Konsep pembangunan berkelanjutan tersebut kemudian mulai diturunkan dan dikenalkan dalam perwujudannya di kota-kota sehingga menghasilkan konsep kota berkelanjutan atau sustainable city. Jadi, kota berkelanjutan adalah kota yang dalam pembangunannya mampu memenuhi kebutuhan masyarakat sekarang dengan menciptakan keseimbangan lingkungan, sosial, dan ekonomi tanpa mengabaikan kebutuhan generasi yang akan datang. Secara umum, definisi dari sustainable city ini tidak jauh berbeda dari sustainable development. Secara sederhana, kondisi kota yang berkelanjutan dapat diciptakan dengan usaha untuk menerapkan pendekatan living green, eco-friendly environment, serta efficiency energy.

Dalam penerapannya di kota-kota maju, sustainable city sering dikenal dengan istilah compact city. Konsep bentuk kota kompak ini sangat mengacu pada upaya untuk meningkatkan efisiensi energi baik secara mikro individu, rumah tangga, kawasan, dan kota itu sendiri. Ide ini diwujudkan yakni dengan menyediakan suatu konsentrasi dari penggunaaan campuran secara sosial berkelanjutan, memusatkan pembangunan-pembangunan dan mereduksi kebutuhan perjalanan, hingga mereduksi emisi kendaraan-kendaraan. Bentuk kota kompak ini dipercaya dapat mewujudkan kota hemat energi mulai dari segi penggunaan lahan dan transportasinya.

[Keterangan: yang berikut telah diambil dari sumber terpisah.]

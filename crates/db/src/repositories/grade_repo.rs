//! Repository for the `grades` and `grading_periods` tables.

use sqlx::PgPool;
use educ_core::batch::dedup_last_wins;
use educ_core::grading::WeightedGrade;
use educ_core::types::DbId;

use crate::models::grade::{
    ClassAverage, Grade, GradeBatchContext, GradeWithSubject, GradingPeriod, UpsertGrade,
};

/// Column list for `grades` queries.
const COLUMNS: &str = "\
    id, student_id, matiere_id, classe_id, etablissement_id, period, score, \
    coefficient, validated, teacher_id, created_at, updated_at";

const PERIOD_COLUMNS: &str =
    "id, etablissement_id, period, locked, locked_by, locked_at, created_at";

/// Result of a bulk grade upsert.
#[derive(Debug)]
pub enum GradeUpsertOutcome {
    Upserted(Vec<Grade>),
    /// The period is locked for the establishment; nothing was written.
    PeriodLocked,
}

/// Result of locking a grading period.
#[derive(Debug)]
pub struct PeriodLockOutcome {
    pub period: GradingPeriod,
    /// Lock state before this call.
    pub was_locked: bool,
    pub grades_validated: u64,
}

pub struct GradeRepo;

impl GradeRepo {
    /// Upsert a batch of grades for one (class, subject, period) context.
    ///
    /// The period row is created on first use and read with `FOR SHARE` so a
    /// concurrent lock waits for this batch to finish. Rows repeating a
    /// student collapse to the last one.
    pub async fn bulk_upsert(
        pool: &PgPool,
        ctx: &GradeBatchContext,
        rows: Vec<UpsertGrade>,
    ) -> Result<GradeUpsertOutcome, sqlx::Error> {
        let rows = dedup_last_wins(rows, |r| r.student_id);

        let mut tx = pool.begin().await?;

        sqlx::query(
            "INSERT INTO grading_periods (etablissement_id, period) VALUES ($1, $2) \
             ON CONFLICT ON CONSTRAINT uq_grading_periods DO NOTHING",
        )
        .bind(ctx.etablissement_id)
        .bind(&ctx.period)
        .execute(&mut *tx)
        .await?;

        let locked: bool = sqlx::query_scalar(
            "SELECT locked FROM grading_periods \
             WHERE etablissement_id = $1 AND period = $2 FOR SHARE",
        )
        .bind(ctx.etablissement_id)
        .bind(&ctx.period)
        .fetch_one(&mut *tx)
        .await?;

        if locked {
            tx.rollback().await?;
            return Ok(GradeUpsertOutcome::PeriodLocked);
        }

        let query = format!(
            "INSERT INTO grades \
                (student_id, matiere_id, classe_id, etablissement_id, period, score, coefficient, teacher_id) \
             VALUES ($1, $2, $3, $4, $5, $6, $7, $8) \
             ON CONFLICT ON CONSTRAINT uq_grades_student_matiere_period DO UPDATE \
             SET score = EXCLUDED.score, \
                 coefficient = EXCLUDED.coefficient, \
                 classe_id = EXCLUDED.classe_id, \
                 teacher_id = EXCLUDED.teacher_id, \
                 validated = false, \
                 updated_at = now() \
             RETURNING {COLUMNS}"
        );

        let mut stored = Vec::with_capacity(rows.len());
        for row in &rows {
            let grade = sqlx::query_as::<_, Grade>(&query)
                .bind(row.student_id)
                .bind(ctx.matiere_id)
                .bind(ctx.classe_id)
                .bind(ctx.etablissement_id)
                .bind(&ctx.period)
                .bind(row.score)
                .bind(row.coefficient)
                .bind(ctx.teacher_id)
                .fetch_one(&mut *tx)
                .await?;
            stored.push(grade);
        }
        tx.commit().await?;

        Ok(GradeUpsertOutcome::Upserted(stored))
    }

    pub async fn find_period(
        pool: &PgPool,
        etablissement_id: DbId,
        period: &str,
    ) -> Result<Option<GradingPeriod>, sqlx::Error> {
        let query = format!(
            "SELECT {PERIOD_COLUMNS} FROM grading_periods WHERE etablissement_id = $1 AND period = $2"
        );
        sqlx::query_as::<_, GradingPeriod>(&query)
            .bind(etablissement_id)
            .bind(period)
            .fetch_optional(pool)
            .await
    }

    /// Lock a period and validate all its grades in one transaction.
    pub async fn lock_period(
        pool: &PgPool,
        etablissement_id: DbId,
        period: &str,
        locked_by: DbId,
    ) -> Result<PeriodLockOutcome, sqlx::Error> {
        let mut tx = pool.begin().await?;

        let was_locked: Option<bool> = sqlx::query_scalar(
            "SELECT locked FROM grading_periods \
             WHERE etablissement_id = $1 AND period = $2 FOR UPDATE",
        )
        .bind(etablissement_id)
        .bind(period)
        .fetch_optional(&mut *tx)
        .await?;

        let query = format!(
            "INSERT INTO grading_periods (etablissement_id, period, locked, locked_by, locked_at) \
             VALUES ($1, $2, true, $3, now()) \
             ON CONFLICT ON CONSTRAINT uq_grading_periods DO UPDATE \
             SET locked = true, locked_by = EXCLUDED.locked_by, locked_at = EXCLUDED.locked_at \
             RETURNING {PERIOD_COLUMNS}"
        );
        let locked = sqlx::query_as::<_, GradingPeriod>(&query)
            .bind(etablissement_id)
            .bind(period)
            .bind(locked_by)
            .fetch_one(&mut *tx)
            .await?;

        let validated = sqlx::query(
            "UPDATE grades SET validated = true, updated_at = now() \
             WHERE etablissement_id = $1 AND period = $2 AND validated = false",
        )
        .bind(etablissement_id)
        .bind(period)
        .execute(&mut *tx)
        .await?;

        tx.commit().await?;

        Ok(PeriodLockOutcome {
            period: locked,
            was_locked: was_locked.unwrap_or(false),
            grades_validated: validated.rows_affected(),
        })
    }

    /// Validated grades of a student, optionally restricted to one period.
    pub async fn validated_for_student(
        pool: &PgPool,
        student_id: DbId,
        period: Option<&str>,
    ) -> Result<Vec<WeightedGrade>, sqlx::Error> {
        let rows: Vec<(DbId, f64, f64)> = sqlx::query_as(
            "SELECT matiere_id, score, coefficient FROM grades \
             WHERE student_id = $1 AND validated = true \
               AND ($2::TEXT IS NULL OR period = $2) \
             ORDER BY matiere_id, id",
        )
        .bind(student_id)
        .bind(period)
        .fetch_all(pool)
        .await?;
        Ok(rows
            .into_iter()
            .map(|(matiere_id, score, coefficient)| WeightedGrade {
                matiere_id,
                score,
                coefficient,
            })
            .collect())
    }

    /// Most recently updated grades of a student.
    pub async fn recent_for_student(
        pool: &PgPool,
        student_id: DbId,
        limit: i64,
    ) -> Result<Vec<GradeWithSubject>, sqlx::Error> {
        sqlx::query_as::<_, GradeWithSubject>(
            "SELECT g.id, g.matiere_id, m.name AS matiere_name, g.period, g.score, \
                    g.coefficient, g.validated, g.updated_at \
             FROM grades g JOIN matieres m ON m.id = g.matiere_id \
             WHERE g.student_id = $1 \
             ORDER BY g.updated_at DESC, g.id DESC \
             LIMIT $2",
        )
        .bind(student_id)
        .bind(limit)
        .fetch_all(pool)
        .await
    }

    /// Coefficient-weighted average of validated grades per (class, subject)
    /// over a teacher's assignments. Draft grades are not counted.
    pub async fn class_averages_for_teacher(
        pool: &PgPool,
        teacher_id: DbId,
    ) -> Result<Vec<ClassAverage>, sqlx::Error> {
        sqlx::query_as::<_, ClassAverage>(
            "SELECT ta.classe_id, c.name AS classe_name, ta.matiere_id, m.name AS matiere_name, \
                    round((SUM(g.score * g.coefficient) \
                           / NULLIF(SUM(g.coefficient), 0))::numeric, 2)::float8 AS average, \
                    COUNT(g.id) AS grade_count \
             FROM teacher_assignments ta \
             JOIN classes c ON c.id = ta.classe_id \
             JOIN matieres m ON m.id = ta.matiere_id \
             LEFT JOIN grades g ON g.classe_id = ta.classe_id \
                               AND g.matiere_id = ta.matiere_id \
                               AND g.validated \
             WHERE ta.teacher_id = $1 \
             GROUP BY ta.classe_id, c.name, ta.matiere_id, m.name \
             ORDER BY c.name, m.name",
        )
        .bind(teacher_id)
        .fetch_all(pool)
        .await
    }

    pub async fn count(pool: &PgPool, etablissement_id: Option<DbId>) -> Result<i64, sqlx::Error> {
        sqlx::query_scalar(
            "SELECT COUNT(*) FROM grades WHERE ($1::BIGINT IS NULL OR etablissement_id = $1)",
        )
        .bind(etablissement_id)
        .fetch_one(pool)
        .await
    }
}
use axum::routing::post;
use axum::Router;

use crate::handlers::ai;
use crate::state::AppState;

/// ```text
/// POST /ai-qcm-generate   -> generate_qcm
/// POST /ai-rag-query      -> rag_query
/// ```
pub fn router() -> Router<AppState> {
    Router::new()
        .route("/ai-qcm-generate", post(ai::generate_qcm))
        .route("/ai-rag-query", post(ai::rag_query))
}
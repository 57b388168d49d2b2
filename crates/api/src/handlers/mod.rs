//! Request handlers, one module per functional area.

pub mod admin;
pub mod ai;
pub mod attendance;
pub mod auth;
pub mod grades;
pub mod messaging;
pub mod parent;
pub mod report_card;
pub mod schedule;
pub mod submission;
pub mod teacher;
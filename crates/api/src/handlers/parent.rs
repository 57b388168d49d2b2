//! Parent endpoints: children, per-child dashboard, absence justification.

use axum::extract::{Multipart, State};
use axum::Json;
use educ_core::error::CoreError;
use educ_core::grading::{general_average, subject_averages};
use educ_core::types::DbId;
use educ_db::models::attendance::Attendance;
use educ_db::models::grade::GradeWithSubject;
use educ_db::models::schedule::ScheduleEntry;
use educ_db::models::school::ChildSummary;
use educ_db::repositories::{
    AttendanceRepo, GradeRepo, MatiereRepo, MessageRepo, RelationshipRepo, ScheduleRepo,
    StudentRepo,
};
use educ_db::DbPool;
use serde::{Deserialize, Serialize};
use validator::Validate;

use crate::dashboard::{self, or_default, or_fallback};
use crate::error::AppResult;
use crate::extract::ValidJson;
use crate::handlers::attendance::{submit_justification, Justifier};
use crate::middleware::rbac::RequireParent;
use crate::response::DataResponse;
use crate::state::AppState;

/// Grades shown on the parent dashboard.
const RECENT_GRADES_LIMIT: i64 = 5;

#[derive(Debug, Deserialize, Validate)]
pub struct ParentDashboardRequest {
    pub child_id: DbId,
}

#[derive(Debug, Serialize)]
#[serde(rename_all = "camelCase")]
pub struct ParentDashboard {
    pub child: ChildSummary,
    pub attendance_rate: f64,
    pub recent_grades: Vec<GradeWithSubject>,
    /// Over every validated grade of the child.
    pub general_average: Option<f64>,
    pub pending_justifications: i64,
    pub unread_messages: i64,
    pub today_schedule: Vec<ScheduleEntry>,
}

#[derive(Debug, Serialize)]
pub struct ChildrenResponse {
    pub children: Vec<ChildSummary>,
}

/// GET /api/v1/parent-list-children
pub async fn list_children(
    State(state): State<AppState>,
    RequireParent(parent): RequireParent,
) -> AppResult<Json<ChildrenResponse>> {
    let children = StudentRepo::list_children(&state.pool, parent.user_id).await?;
    Ok(Json(ChildrenResponse { children }))
}

/// POST /api/v1/parent-dashboard
///
/// The parent-of relationship is checked first and is fatal; the
/// sub-queries after it degrade to defaults.
pub async fn dashboard(
    State(state): State<AppState>,
    RequireParent(parent): RequireParent,
    ValidJson(input): ValidJson<ParentDashboardRequest>,
) -> AppResult<Json<ParentDashboard>> {
    let pool = &state.pool;

    if !RelationshipRepo::is_parent_of(pool, parent.user_id, input.child_id).await? {
        return Err(CoreError::Forbidden(format!(
            "Student {} is not one of your children",
            input.child_id
        ))
        .into());
    }

    let child = StudentRepo::child_summary(pool, input.child_id)
        .await?
        .ok_or(CoreError::NotFound {
            entity: "Student",
            id: input.child_id,
        })?;

    let today = dashboard::today();
    let since = dashboard::window_start(today);
    let weekday = dashboard::iso_weekday(today);

    let (
        attendance_rate,
        recent_grades,
        general_average,
        pending_justifications,
        unread_messages,
        today_schedule,
    ) = tokio::join!(
        dashboard::attendance_rate(
            "attendance_rate",
            AttendanceRepo::counts_for_student_since(pool, child.student_id, since),
        ),
        or_default(
            "recent_grades",
            GradeRepo::recent_for_student(pool, child.student_id, RECENT_GRADES_LIMIT),
        ),
        or_fallback(
            "general_average",
            None,
            child_general_average(pool, child.student_id, child.etablissement_id),
        ),
        or_default(
            "pending_justifications",
            AttendanceRepo::count_pending_for_student(pool, child.student_id),
        ),
        or_default("unread_messages", MessageRepo::unread_count(pool, parent.user_id)),
        or_default("today_schedule", async {
            match child.classe_id {
                Some(classe_id) => {
                    ScheduleRepo::list_for_class(pool, classe_id, Some(weekday)).await
                }
                None => Ok(Vec::new()),
            }
        }),
    );

    Ok(Json(ParentDashboard {
        child,
        attendance_rate,
        recent_grades,
        general_average,
        pending_justifications,
        unread_messages,
        today_schedule,
    }))
}

async fn child_general_average(
    pool: &DbPool,
    student_id: DbId,
    etablissement_id: DbId,
) -> Result<Option<f64>, sqlx::Error> {
    let grades = GradeRepo::validated_for_student(pool, student_id, None).await?;
    let coefficients = MatiereRepo::coefficients(pool, etablissement_id).await?;
    Ok(general_average(&subject_averages(&grades, &coefficients)))
}

/// POST /api/v1/parent-justify-absence
///
/// Same multipart form as `attendance-justify`, restricted to parents of
/// the student concerned.
pub async fn justify_absence(
    State(state): State<AppState>,
    RequireParent(parent): RequireParent,
    multipart: Multipart,
) -> AppResult<Json<DataResponse<Attendance>>> {
    submit_justification(&state, &parent, multipart, Justifier::ParentOnly)
        .await
        .map(|data| Json(DataResponse { data }))
}
//! Repository for the `submissions` table.

use sqlx::PgPool;
use educ_core::types::DbId;

use crate::models::submission::{Submission, SubmissionContext};

const COLUMNS: &str = "\
    id, assignment_id, student_id, content, file_url, submitted_at, note, \
    commentaire, graded_by, graded_at";

pub struct SubmissionRepo;

impl SubmissionRepo {
    /// The submission's assignment context, for authorization.
    pub async fn find_context(
        pool: &PgPool,
        submission_id: DbId,
    ) -> Result<Option<SubmissionContext>, sqlx::Error> {
        sqlx::query_as::<_, SubmissionContext>(
            "SELECT s.id AS submission_id, a.id AS assignment_id, a.classe_id, a.matiere_id, \
                    a.teacher_id, a.etablissement_id \
             FROM submissions s JOIN assignments a ON a.id = s.assignment_id \
             WHERE s.id = $1",
        )
        .bind(submission_id)
        .fetch_optional(pool)
        .await
    }

    pub async fn find_by_id(pool: &PgPool, id: DbId) -> Result<Option<Submission>, sqlx::Error> {
        let query = format!("SELECT {COLUMNS} FROM submissions WHERE id = $1");
        sqlx::query_as::<_, Submission>(&query)
            .bind(id)
            .fetch_optional(pool)
            .await
    }

    pub async fn grade(
        pool: &PgPool,
        id: DbId,
        note: f64,
        commentaire: Option<&str>,
        graded_by: DbId,
    ) -> Result<Option<Submission>, sqlx::Error> {
        let query = format!(
            "UPDATE submissions \
             SET note = $2, commentaire = $3, graded_by = $4, graded_at = now() \
             WHERE id = $1 \
             RETURNING {COLUMNS}"
        );
        sqlx::query_as::<_, Submission>(&query)
            .bind(id)
            .bind(note)
            .bind(commentaire)
            .bind(graded_by)
            .fetch_optional(pool)
            .await
    }

    /// Ungraded submissions to the teacher's assignments.
    pub async fn count_pending_for_teacher(
        pool: &PgPool,
        teacher_id: DbId,
    ) -> Result<i64, sqlx::Error> {
        sqlx::query_scalar(
            "SELECT COUNT(*) FROM submissions s JOIN assignments a ON a.id = s.assignment_id \
             WHERE a.teacher_id = $1 AND s.note IS NULL",
        )
        .bind(teacher_id)
        .fetch_one(pool)
        .await
    }
}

Secara teknis, kota kompak yang dianggap sebagai perwujudan kota berkelanjutan mengusahakan kota yang ramah lingkungan dengan adanya arsitektur ekologis pada perumahannya, jaringan infrastruktur memadai dengan ketersediaan air dan waste management yang baik, pendayagunaan transportasi massal, penghijauan lingkungan dengan taman dan hutan kota. Desain kota diharapkan dapat menciptakan lingkungan yang sehat dan memungkinkan masyarakat memiliki produktifitas tinggi dari segi ekonomi untuk meningkatkan kualitas kehidupannya. Kemudian, tingkat partisipasi masyarakat juga menjadi salah satu tumpuan utama demi keberhasilan pembangunan. Keseluruhan ketentuan tersebut pada akhirnya perlu dipayungi juga oleh kebijakan yang mendukung seperti zoning regulation yang pro lingkungan sebagai pengendali pembangunan dan pemanfaatan lahan lokal.

Sumber Literatur:
Brundtland, Gro Harlem. 1987. Our Common Future. Oxford: Oxford University Press.
Frick, Heinz dan Tri Hesti Mulani. 2006. Arsitektur Ekologis. Yogyakarta: Kanisius.
Jenks, Mike, and Elizabeth Burton, Katie Williams. 1996. The Compact City: A Sustainable Urban Form?. London: E & FN Spon.
Newman, P. W. G. dan Kenworthy, J. 1989. Cities and Automobile Dependence: An International Sourcebook. UK: Gower Publishing Aldershot.
Sugandhy, Aca danRustam Hakim. 2007. Prinsip Dasar Kebijakan Pembangunan Berkelanjutan Berwawasan Lingkungan. Jakarta: Bumi Aksara.